Et je rappellerai pour terminer, M. le Président, parce que mon temps est en train de s'écouler, j'aimerais peut-être vous rappeler, et c'est important, que, si on est en train de créer à l'heure actuelle à l'extérieur du réseau de la santé une corporation, faisons au minimum confiance aux gestionnaires du réseau de la santé et faisons en sorte que les administrateurs du réseau de la santé se trouvent majoritaires sur le conseil d'administration. Faisons-leur confiance. Ce sont probablement les meilleurs personnes pour être en mesure justement d'administrer le mieux possible cette Corporation d'hébergement du Québec.

Alors, M. le Président, cette petite loi qui, à première vue, paraissait bien simple et sans aucune importance, vous l'avez compris, au bout du compte va être pénalisante pour les établissements de santé et pénalisante, par ce biais-là, pour l'ensemble des malades. Et, pour ces raisons-là, parce que, nous, on croit que les dépenses en santé doivent d'abord aller non pas à l'administration, mais d'abord aller au soutien aux malades, nous allons voter contre le projet de loi. Merci, M. le Président.


Mise aux voix

Le Vice-Président (M. Bissonnet): Est-ce qu'il y a d'autres intervenants? Est-ce que le principe du projet de loi n° 53, Loi sur la Corporation d'hébergement du Québec, est adopté?

M. Gautrin: Sur division.

Le Vice-Président (M. Bissonnet): Adopté sur division.

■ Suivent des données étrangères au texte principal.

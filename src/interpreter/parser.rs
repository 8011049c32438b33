/// Parser entry points.
///
/// Declares the `ParseResult` alias and the functions that parse a single
/// expression or a complete program.
pub mod core;

/// Atom and application parsing.
///
/// Handles literals, list literals, list operations, lambdas, `let`, `if`,
/// identifiers, parenthesized expressions and left-associative application
/// by juxtaposition.
pub mod atom;

/// Binary operator parsing.
///
/// Implements precedence climbing over the fixed operator table, driven by
/// each operator's binding powers.
pub mod binary;

/// Type annotation parsing.
///
/// Parses the annotations allowed on lambda binders. They are kept in the AST
/// but not used by evaluation.
pub mod types;

/// Utility functions for the parser.
///
/// Token expectation helpers shared by the other parser modules.
pub mod utils;
use std::rc::Rc;

use crate::{
    ast::Expr,
    error::RuntimeError,
    interpreter::{
        evaluator::{
            binary::eval_binary,
            list::{eval_binary_list_op, eval_ternary_list_op, eval_unary_list_op},
        },
        value::{
            core::{Closure, Value},
            environment::Environment,
        },
    },
};

/// Result type used by the evaluator.
///
/// All evaluation functions return either a value of type `T` or a
/// `RuntimeError` describing the failure.
pub type EvalResult<T> = Result<T, RuntimeError>;

/// Evaluates an expression in an environment and returns the resulting value.
///
/// This is the main entry point for evaluation. The evaluator dispatches on
/// the expression variant; every failure aborts the whole evaluation.
///
/// Evaluation is strict: arguments are evaluated before a function body
/// runs, and the body runs in the function's captured environment extended
/// with its parameter (lexical scoping).
///
/// # Parameters
/// - `env`: The bindings visible to `expr`.
/// - `expr`: Expression to evaluate.
///
/// # Example
/// ```
/// use lamb::{
///     ast::{BinaryOperator, Expr},
///     interpreter::{
///         evaluator::core::eval,
///         value::{core::Value, environment::Environment},
///     },
/// };
///
/// let expr = Expr::BinaryOp { left:  Box::new(Expr::Variable { name: "x".to_string(),
///                                                               line: 1, }),
///                             op:    BinaryOperator::Mul,
///                             right: Box::new(Expr::Literal { value: 6.into(),
///                                                             line:  1, }),
///                             line:  1, };
/// let env = Environment::new().extend("x", Value::Int(7));
///
/// assert_eq!(eval(&env, &expr).unwrap(), Value::Int(42));
/// ```
pub fn eval(env: &Environment, expr: &Expr) -> EvalResult<Value> {
    match expr {
        Expr::Literal { value, .. } => Ok(value.into()),
        Expr::Variable { name, line } => eval_variable(env, name, *line),
        Expr::Lambda { param, body, .. } => Ok(eval_lambda(env, param, body)),
        Expr::Application { function,
                            argument,
                            line, } => {
            let function = eval(env, function)?;
            match function {
                Value::Closure(_) | Value::Builtin(_) => {
                    let argument = eval(env, argument)?;
                    apply(&function, argument, *line)
                },
                other => Err(RuntimeError::NotAFunction { found: other.kind(),
                                                          line:  *line, }),
            }
        },
        Expr::IfExpr { condition,
                       then_branch,
                       else_branch,
                       line, } => {
            if eval(env, condition)?.as_bool("if condition", *line)? {
                eval(env, then_branch)
            } else {
                eval(env, else_branch)
            }
        },
        Expr::BinaryOp { left,
                         op,
                         right,
                         line, } => {
            let left = eval(env, left)?;
            let right = eval(env, right)?;
            eval_binary(*op, &left, &right, *line)
        },
        Expr::Let { recursive,
                    name,
                    value,
                    body,
                    .. } => eval_let(env, *recursive, name, value, body),
        Expr::ListLiteral { elements, line, .. } => eval_list_literal(env, elements, *line),
        Expr::UnaryListOp { op, first, line } => eval_unary_list_op(env, *op, first, *line),
        Expr::BinaryListOp { op,
                             first,
                             second,
                             line, } => eval_binary_list_op(env, *op, first, second, *line),
        Expr::TernaryListOp { op,
                              first,
                              second,
                              third,
                              line, } => eval_ternary_list_op(env, *op, first, second, third, *line),
    }
}

/// Applies a function value to an already evaluated argument.
///
/// Closures run their body in their captured environment extended with the
/// parameter; builtins run natively.
///
/// # Errors
/// Returns `NotAFunction` if `function` is not a closure or builtin, and
/// propagates any error raised by the body.
pub fn apply(function: &Value, argument: Value, line: usize) -> EvalResult<Value> {
    match function {
        Value::Closure(closure) => {
            let env = closure.environment().extend(closure.param.as_str(), argument);
            eval(&env, &closure.body)
        },
        Value::Builtin(builtin) => builtin.apply(&argument, line),
        other => Err(RuntimeError::NotAFunction { found: other.kind(),
                                                  line }),
    }
}

fn eval_variable(env: &Environment, name: &str, line: usize) -> EvalResult<Value> {
    env.lookup(name)
       .ok_or_else(|| RuntimeError::UnboundVariable { name: name.to_string(),
                                                      line })
}

/// Creates a closure over the current environment.
///
/// Any declared parameter type is ignored.
fn eval_lambda(env: &Environment, param: &str, body: &Rc<Expr>) -> Value {
    Value::Closure(Rc::new(Closure::new(env.clone(), param.to_string(), Rc::clone(body))))
}

/// Evaluates `let [rec] name = value in body`.
///
/// For a recursive binding whose value is a closure, the closure's own
/// environment is patched to bind `name` to the closure before the body runs.
/// This is the only place a captured environment ever changes.
fn eval_let(env: &Environment,
            recursive: bool,
            name: &str,
            value: &Expr,
            body: &Expr)
            -> EvalResult<Value> {
    let bound = eval(env, value)?;

    if recursive && let Value::Closure(closure) = &bound {
        closure.bind_self(name, bound.clone());
    }

    eval(&env.extend(name, bound), body)
}

/// Evaluates the elements of a list literal in order.
///
/// Only data literals (integers, booleans, strings and nested lists) may
/// appear as elements. The list's content type is the kind of its first
/// element.
///
/// # Errors
/// Returns `UnsupportedListElement` for any other element node, and
/// `ArityOrShape` for a literal with no elements.
fn eval_list_literal(env: &Environment, elements: &[Expr], line: usize) -> EvalResult<Value> {
    let mut items = Vec::with_capacity(elements.len());

    for element in elements {
        let tag = element.tag();
        if tag.value_kind().is_none() {
            return Err(RuntimeError::UnsupportedListElement { found: tag,
                                                              line:  element.line_number(), });
        }
        items.push(eval(env, element)?);
    }

    let content_type =
        items.first()
             .map(Value::kind)
             .ok_or_else(|| RuntimeError::ArityOrShape { details: "A list literal needs at least one element".to_string(),
                                                         line })?;

    Ok(Value::list(content_type, items))
}
//! Format command implementation

use std::path::{Path, PathBuf};

use blockfmt_core::{ConfigResolver, FormatOrchestrator, SettingsLayer};
use blockfmt_formatter::{FormatterChoice, InvocationContext};
use blockfmt_text::{TextRange, apply_edits};
use colored::Colorize;

use super::{read_document, runtime};
use crate::error::Result;

/// Where the result of a format run goes.
#[derive(Debug, Clone, Copy, PartialEq, Eq)]
pub enum OutputMode {
    /// Print the formatted document to stdout
    Print,
    /// Write the formatted document back to the file
    Write,
    /// Print the edits as JSON
    Json,
}

/// Arguments of `blockfmt format`.
#[derive(Debug, Clone)]
pub struct FormatArgs {
    pub file: PathBuf,
    pub range: Option<TextRange>,
    pub formatter: Option<FormatterChoice>,
    pub only_selection: bool,
    pub config: Option<PathBuf>,
    pub config_dir: Option<PathBuf>,
    pub output: OutputMode,
}

/// Run the format command
pub fn run_format(args: &FormatArgs) -> Result<()> {
    let document = read_document(&args.file)?;

    let mut resolver = ConfigResolver::new(&args.file);
    if let Some(dir) = &args.config_dir {
        resolver = resolver.with_global_config_dir(dir);
    }
    if let Some(config) = &args.config {
        resolver = resolver.with_config_file(config);
    }
    let overrides = SettingsLayer {
        formatter: args.formatter,
        only_selection: args.only_selection.then_some(true),
        ..Default::default()
    };
    let settings = resolver.resolve(&overrides)?;

    let context = InvocationContext::for_document(&args.file);
    let orchestrator = FormatOrchestrator::new(settings);
    let edits = runtime()?.block_on(orchestrator.run(&document, args.range, &context))?;
    tracing::debug!(edits = edits.len(), "Format finished");

    match args.output {
        OutputMode::Json => {
            println!("{}", serde_json::to_string_pretty(&edits)?);
        }
        OutputMode::Print => {
            print!("{}", apply_edits(&document, &edits));
        }
        OutputMode::Write => {
            let changed = edits.iter().any(|edit| !edit.is_noop(&document));
            if changed {
                write_file(&args.file, &apply_edits(&document, &edits))?;
                println!("{} {}", "Formatted".green().bold(), args.file.display());
            } else {
                println!("{} {}", "Unchanged".dimmed(), args.file.display());
            }
        }
    }
    Ok(())
}

fn write_file(path: &Path, text: &str) -> Result<()> {
    std::fs::write(path, text)?;
    Ok(())
}
//! Range formatting on top of a whole-block formatter.
//!
//! Formatters usually only accept complete top-level declarations. This
//! crate provides the pure text side of formatting just a selection:
//!
//! - [`Document`]: line-addressed snapshot of the text being formatted
//! - [`BlockLocator`]: finds the top-level blocks (by indentation) that
//!   enclose a selection
//! - [`find_anchors`]: maps symbol counts measured in the original text onto
//!   the formatter's output, where line breaks and indentation differ
//! - [`SelectionSplit`]: cuts a block around the selection and stitches the
//!   formatted selection back between the untouched surroundings
//! - [`PreparedBlock`]: wraps a block in a synthetic unit header for
//!   formatters that insist on a complete unit
//!
//! Everything here is synchronous and works on a snapshot; running the
//! formatter itself is somebody else's job.

pub mod anchor;
pub mod document;
pub mod edit;
pub mod locator;
pub mod split;
pub mod symbols;
pub mod unit;

pub use anchor::{AnchorPosition, Anchors, find_anchors};
pub use document::{Document, LineEnding, LineKind, Position, TextRange};
pub use edit::{ReplacementEdit, apply_edits};
pub use locator::{BlockLocator, locate_block};
pub use split::SelectionSplit;
pub use symbols::{Side, shift_symbols, symbol_count};
pub use unit::{PreparedBlock, UnitHeader};
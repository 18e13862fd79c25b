//! Effective settings and the partial layers they are merged from.

use blockfmt_formatter::{FormatterChoice, FormatterSpec};
use serde::{Deserialize, Serialize};

/// Consecutive blank lines kept by default when normalising.
pub const DEFAULT_MAX_BLANK_LINES: usize = 2;

/// Whitespace normalisation applied to every edit.
#[derive(Debug, Clone, Copy, PartialEq, Eq, Serialize, Deserialize)]
pub struct NormalizeSettings {
    pub enabled: bool,
    pub max_blank_lines: usize,
}

impl Default for NormalizeSettings {
    fn default() -> Self {
        Self {
            enabled: true,
            max_blank_lines: DEFAULT_MAX_BLANK_LINES,
        }
    }
}

/// The effective configuration after all layers are merged.
#[derive(Debug, Clone, Default, PartialEq, Eq, Serialize, Deserialize)]
pub struct Settings {
    /// Built-in formatter to use when no custom formatter is configured
    pub formatter: FormatterChoice,
    /// User-supplied formatter command; takes precedence over `formatter`
    pub custom_formatter: Option<FormatterSpec>,
    /// Without a selection, only normalise instead of formatting everything
    pub only_selection: bool,
    pub normalize: NormalizeSettings,
}

impl Settings {
    /// The formatter to run, if any.
    pub fn resolve_formatter(&self) -> Option<FormatterSpec> {
        self.custom_formatter
            .clone()
            .or_else(|| self.formatter.spec())
    }

    /// Apply a layer on top of these settings; fields the layer sets win.
    pub fn merge(&mut self, layer: &SettingsLayer) {
        if let Some(formatter) = layer.formatter {
            self.formatter = formatter;
        }
        if let Some(custom) = &layer.custom_formatter {
            self.custom_formatter = Some(custom.clone());
        }
        if let Some(only_selection) = layer.only_selection {
            self.only_selection = only_selection;
        }
        if let Some(normalize) = &layer.normalize {
            if let Some(enabled) = normalize.enabled {
                self.normalize.enabled = enabled;
            }
            if let Some(max) = normalize.max_blank_lines {
                self.normalize.max_blank_lines = max;
            }
        }
    }
}

/// One configuration source. Every field is optional so that a layer only
/// overrides what it mentions.
///
/// ```toml
/// formatter = "purty"
/// only_selection = true
///
/// [normalize]
/// max_blank_lines = 1
///
/// [custom_formatter]
/// name = "local-tidy"
/// bin = "./bin/purs-tidy"
/// args = ["format"]
/// ```
#[derive(Debug, Clone, Default, PartialEq, Eq, Serialize, Deserialize)]
#[serde(default)]
pub struct SettingsLayer {
    pub formatter: Option<FormatterChoice>,
    pub custom_formatter: Option<FormatterSpec>,
    pub only_selection: Option<bool>,
    pub normalize: Option<NormalizeLayer>,
}

#[derive(Debug, Clone, Default, PartialEq, Eq, Serialize, Deserialize)]
#[serde(default)]
pub struct NormalizeLayer {
    pub enabled: Option<bool>,
    pub max_blank_lines: Option<usize>,
}

impl SettingsLayer {
    /// Parse a layer from TOML content
    pub fn parse(content: &str) -> Result<Self, toml::de::Error> {
        toml::from_str(content)
    }
}
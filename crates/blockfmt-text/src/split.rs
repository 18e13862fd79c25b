//! Splitting a block around a selection and stitching formatter output back.
//!
//! The block enclosing the selection is formatted as a whole. Only the part
//! of the output that corresponds to the selection is kept; the text before
//! and after the selection comes from the original document, trimmed just
//! enough to join the formatted slice.

use crate::anchor::{AnchorPosition, find_anchors};
use crate::document::{Document, LineEnding, TextRange};
use crate::edit::ReplacementEdit;
use crate::locator::locate_block;
use crate::symbols::{Side, shift_symbols, symbol_count};

/// A located block cut into the lines before, inside and after a selection.
#[derive(Debug, Clone, PartialEq, Eq)]
pub struct SelectionSplit {
    block: TextRange,
    block_text: String,
    prefix: String,
    selection: String,
    suffix: String,
    line_ending: LineEnding,
}

impl SelectionSplit {
    /// Locate the block around `selection` and capture its pieces.
    ///
    /// The selection is widened to whole lines. Returns `None` when the
    /// selection contains nothing to format.
    pub fn capture(document: &Document, selection: TextRange) -> Option<Self> {
        let selection = document.clamp_range(selection);
        let block = locate_block(document, selection);
        if block.is_empty() {
            return None;
        }

        let first = selection.start.line.max(block.start.line);
        let last = selection.last_selected_line().min(block.end.line).max(first);
        let split = Self {
            block,
            block_text: document.text_in(block),
            prefix: document.lines_text(block.start.line..first),
            selection: document.lines_text(first..last + 1),
            suffix: document.lines_text(last + 1..block.end.line + 1),
            line_ending: document.line_ending(),
        };

        tracing::debug!(
            block_start = block.start.line,
            block_end = block.end.line,
            first,
            last,
            prefix_symbols = symbol_count(&split.prefix),
            suffix_symbols = symbol_count(&split.suffix),
            "Captured selection split"
        );
        Some(split)
    }

    /// The whole-line range of the enclosing block(s).
    pub fn block(&self) -> TextRange {
        self.block
    }

    pub fn block_text(&self) -> &str {
        &self.block_text
    }

    pub fn prefix(&self) -> &str {
        &self.prefix
    }

    pub fn selection(&self) -> &str {
        &self.selection
    }

    pub fn suffix(&self) -> &str {
        &self.suffix
    }

    /// Rebuild the block from original prefix, formatted selection and
    /// original suffix.
    ///
    /// `formatted` is the formatter's output for [`Self::block_text`].
    pub fn reassemble(&self, formatted: &str) -> String {
        let expected = symbol_count(&self.block_text);
        let actual = symbol_count(formatted);
        if expected != actual {
            tracing::warn!(expected, actual, "Formatter changed the block's symbols");
        }

        let anchors = find_anchors(formatted, symbol_count(&self.prefix), symbol_count(&self.suffix));
        let formatted_lines: Vec<&str> = formatted
            .split('\n')
            .map(|line| line.strip_suffix('\r').unwrap_or(line))
            .collect();

        let cut_end = anchors.end.line.min(formatted_lines.len() - 1);
        let cut: &[&str] = if anchors.start.line <= cut_end {
            &formatted_lines[anchors.start.line..=cut_end]
        } else {
            &[]
        };

        let mut lines = prefix_lines(&self.prefix, anchors.start);
        let prefix_len = lines.len();
        lines.extend_from_slice(cut);
        let suffix = suffix_lines(&self.suffix, anchors.end);
        tracing::debug!(
            prefix_lines = prefix_len,
            cut_lines = cut.len(),
            suffix_lines = suffix.len(),
            "Reassembled block"
        );
        lines.extend(suffix);

        lines.join(self.line_ending.as_str())
    }

    /// The edit replacing the block with the reassembled text.
    pub fn into_edit(self, formatted: &str) -> ReplacementEdit {
        let text = self.reassemble(formatted);
        ReplacementEdit::new(self.block, text)
    }
}

fn split_lines(text: &str) -> Vec<&str> {
    text.split('\n')
        .map(|line| line.strip_suffix('\r').unwrap_or(line))
        .collect()
}

fn is_blank(line: &str) -> bool {
    line.trim().is_empty()
}

/// Prefix lines that survive the seam with the formatted slice.
///
/// Symbols the formatter placed on the slice's first line are removed from
/// the prefix. If the seam is a line break, blank lines at the end of the
/// prefix are dropped because the slice carries the formatter's own gap.
fn prefix_lines(prefix: &str, anchor: AnchorPosition) -> Vec<&str> {
    if prefix.is_empty() {
        return Vec::new();
    }

    let mut lines = split_lines(shift_symbols(prefix, anchor.offset, Side::End));
    if anchor.on_line_boundary() {
        while lines.last().is_some_and(|line| is_blank(line)) {
            lines.pop();
        }
    } else if lines.last().is_some_and(|line| is_blank(line)) {
        lines.pop();
    }
    lines
}

/// Suffix lines that survive the seam, mirroring [`prefix_lines`].
fn suffix_lines(suffix: &str, anchor: AnchorPosition) -> Vec<&str> {
    if suffix.is_empty() {
        return Vec::new();
    }

    let lines = split_lines(shift_symbols(suffix, anchor.offset, Side::Start));
    let skip = if anchor.on_line_boundary() {
        lines.iter().take_while(|line| is_blank(line)).count()
    } else {
        usize::from(lines.first().is_some_and(|line| is_blank(line)))
    };
    lines[skip..].to_vec()
}
//! Formatter descriptors and the built-in registry.

use std::fmt;
use std::str::FromStr;

use blockfmt_text::UnitHeader;
use serde::{Deserialize, Serialize};

use crate::error::{Error, Result};

/// Header prepended to blocks that do not open with their own module header.
pub const DEFAULT_UNIT_HEADER: &str = "module X where";

/// How to invoke a formatter.
///
/// Also the shape of a `custom_formatter` table in configuration files.
#[derive(Debug, Clone, PartialEq, Eq, Serialize, Deserialize)]
pub struct FormatterSpec {
    pub name: String,
    /// Executable name, or a path to it.
    pub bin: String,
    #[serde(default)]
    pub args: Vec<String>,
    #[serde(default)]
    pub install_instruction: String,
    /// Header line wrapped around blocks that lack one. `None` or an empty
    /// line sends blocks as they are.
    #[serde(default = "default_unit_header")]
    pub unit_header: Option<String>,
}

fn default_unit_header() -> Option<String> {
    Some(DEFAULT_UNIT_HEADER.to_string())
}

impl FormatterSpec {
    pub fn new(name: impl Into<String>, bin: impl Into<String>) -> Self {
        Self {
            name: name.into(),
            bin: bin.into(),
            args: Vec::new(),
            install_instruction: String::new(),
            unit_header: default_unit_header(),
        }
    }

    pub fn with_args<I, S>(mut self, args: I) -> Self
    where
        I: IntoIterator<Item = S>,
        S: Into<String>,
    {
        self.args = args.into_iter().map(Into::into).collect();
        self
    }

    pub fn with_install_instruction(mut self, instruction: impl Into<String>) -> Self {
        self.install_instruction = instruction.into();
        self
    }

    pub fn with_unit_header(mut self, header: Option<String>) -> Self {
        self.unit_header = header;
        self
    }

    /// The compiled unit header, if this formatter uses one.
    pub fn unit_header(&self) -> Result<Option<UnitHeader>> {
        self.unit_header
            .as_deref()
            .filter(|header| !header.trim().is_empty())
            .map(|header| {
                UnitHeader::new(header).map_err(|source| Error::UnitHeader {
                    header: header.to_string(),
                    source,
                })
            })
            .transpose()
    }

    /// `bin` followed by its arguments, for display.
    pub fn command_line(&self) -> String {
        std::iter::once(self.bin.as_str())
            .chain(self.args.iter().map(String::as_str))
            .collect::<Vec<_>>()
            .join(" ")
    }
}

/// The formatter selected by name in configuration.
#[derive(Debug, Clone, Copy, Default, PartialEq, Eq, Hash, Serialize, Deserialize)]
#[serde(rename_all = "lowercase")]
pub enum FormatterChoice {
    Purty,
    Pose,
    #[default]
    Tidy,
    /// No formatter; documents are only normalised.
    None,
}

impl FormatterChoice {
    pub const BUILTIN: [FormatterChoice; 3] = [Self::Purty, Self::Pose, Self::Tidy];

    pub fn as_str(self) -> &'static str {
        match self {
            Self::Purty => "purty",
            Self::Pose => "pose",
            Self::Tidy => "tidy",
            Self::None => "none",
        }
    }

    /// The built-in descriptor for this choice.
    pub fn spec(self) -> Option<FormatterSpec> {
        let spec = match self {
            Self::Purty => FormatterSpec::new("purty", "purty")
                .with_args(["-"])
                .with_install_instruction("Do you have purty installed? (`npm install purty [-g]`)"),
            Self::Pose => FormatterSpec::new("pose", "prettier")
                .with_args(["--stdin-filepath", "__dummy__format__.purs"])
                .with_install_instruction(
                    "Do you have prettier and the pose plugin installed? \
                     (`npm install --save-dev prettier @rowtype-yoga/prettier-plugin-purescript`)",
                ),
            Self::Tidy => FormatterSpec::new("tidy", "purs-tidy")
                .with_args(["format"])
                .with_install_instruction("Do you have purs-tidy installed? (`npm install purs-tidy [-g]`)"),
            Self::None => return None,
        };
        Some(spec)
    }
}

impl fmt::Display for FormatterChoice {
    fn fmt(&self, f: &mut fmt::Formatter<'_>) -> fmt::Result {
        f.write_str(self.as_str())
    }
}

impl FromStr for FormatterChoice {
    type Err = String;

    fn from_str(s: &str) -> std::result::Result<Self, Self::Err> {
        match s.to_ascii_lowercase().as_str() {
            "purty" => Ok(Self::Purty),
            "pose" => Ok(Self::Pose),
            "tidy" => Ok(Self::Tidy),
            "none" => Ok(Self::None),
            other => Err(format!(
                "unknown formatter '{other}' (expected purty, pose, tidy or none)"
            )),
        }
    }
}
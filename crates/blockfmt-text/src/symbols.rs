//! Symbol counting.
//!
//! A symbol is any non-whitespace character. Reformatting moves whitespace
//! around but keeps the sequence of symbols, so symbol counts serve as
//! anchors that survive formatting.

/// Which end of a text to operate on.
#[derive(Debug, Clone, Copy, PartialEq, Eq)]
pub enum Side {
    Start,
    End,
}

pub fn is_symbol(ch: char) -> bool {
    !ch.is_whitespace()
}

/// Number of non-whitespace characters in `text`.
pub fn symbol_count(text: &str) -> usize {
    text.chars().filter(|&ch| is_symbol(ch)).count()
}

/// Remove `count` symbols from one side of `text`.
///
/// Whitespace (newlines included) between the removed symbols goes with
/// them but never counts. Whitespace beyond the last removed symbol is kept.
/// Asking for more symbols than the text holds empties it.
pub fn shift_symbols(text: &str, count: usize, side: Side) -> &str {
    if count == 0 {
        return text;
    }

    let mut removed = 0;
    match side {
        Side::End => {
            for (idx, ch) in text.char_indices().rev() {
                if is_symbol(ch) {
                    removed += 1;
                    if removed == count {
                        return &text[..idx];
                    }
                }
            }
        }
        Side::Start => {
            for (idx, ch) in text.char_indices() {
                if is_symbol(ch) {
                    removed += 1;
                    if removed == count {
                        return &text[idx + ch.len_utf8()..];
                    }
                }
            }
        }
    }
    ""
}
//! Locate command implementation

use std::path::Path;

use blockfmt_text::{BlockLocator, TextRange};
use colored::Colorize;

use super::read_document;
use crate::error::Result;

/// Run the locate command
pub fn run_locate(file: &Path, selection: TextRange, json: bool) -> Result<()> {
    let document = read_document(file)?;
    let block = BlockLocator::new(&document).locate(selection);
    let located = (!block.is_empty()).then_some(block);

    if json {
        println!("{}", serde_json::to_string_pretty(&located)?);
        return Ok(());
    }

    match located {
        Some(block) => {
            println!(
                "{}:{}-{}:{}",
                block.start.line, block.start.character, block.end.line, block.end.character
            );
            for line in block.start.line..=block.end.line {
                println!("{} {}", format!("{line:>4} |").dimmed(), document.line(line).unwrap_or_default());
            }
        }
        None => println!("{}", "No block to format in selection".yellow()),
    }
    Ok(())
}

M. le leader adjoint du gouvernement.


Renvoi à la commission des affaires sociales

M. Boulerice: M. le Président, je fais motion que le projet de loi soit déféré à la commission des affaires sociales pour étude détaillée.

Le Vice-Président (M. Bissonnet): Est-ce que cette motion est adoptée? Adopté.

M. le leader adjoint du gouvernement.

M. Boulerice: M. le Président, je fais motion que nous ajournions nos travaux au mercredi 9 juin 1999, à 10 heures.

Le Vice-Président (M. Bissonnet): Est-ce que cette motion est adoptée? Adopté. Donc, les travaux de cette Assemblée sont ajournés à demain, le mercredi 9 juin, à 10 heures. Bonne fin de soirée à tous!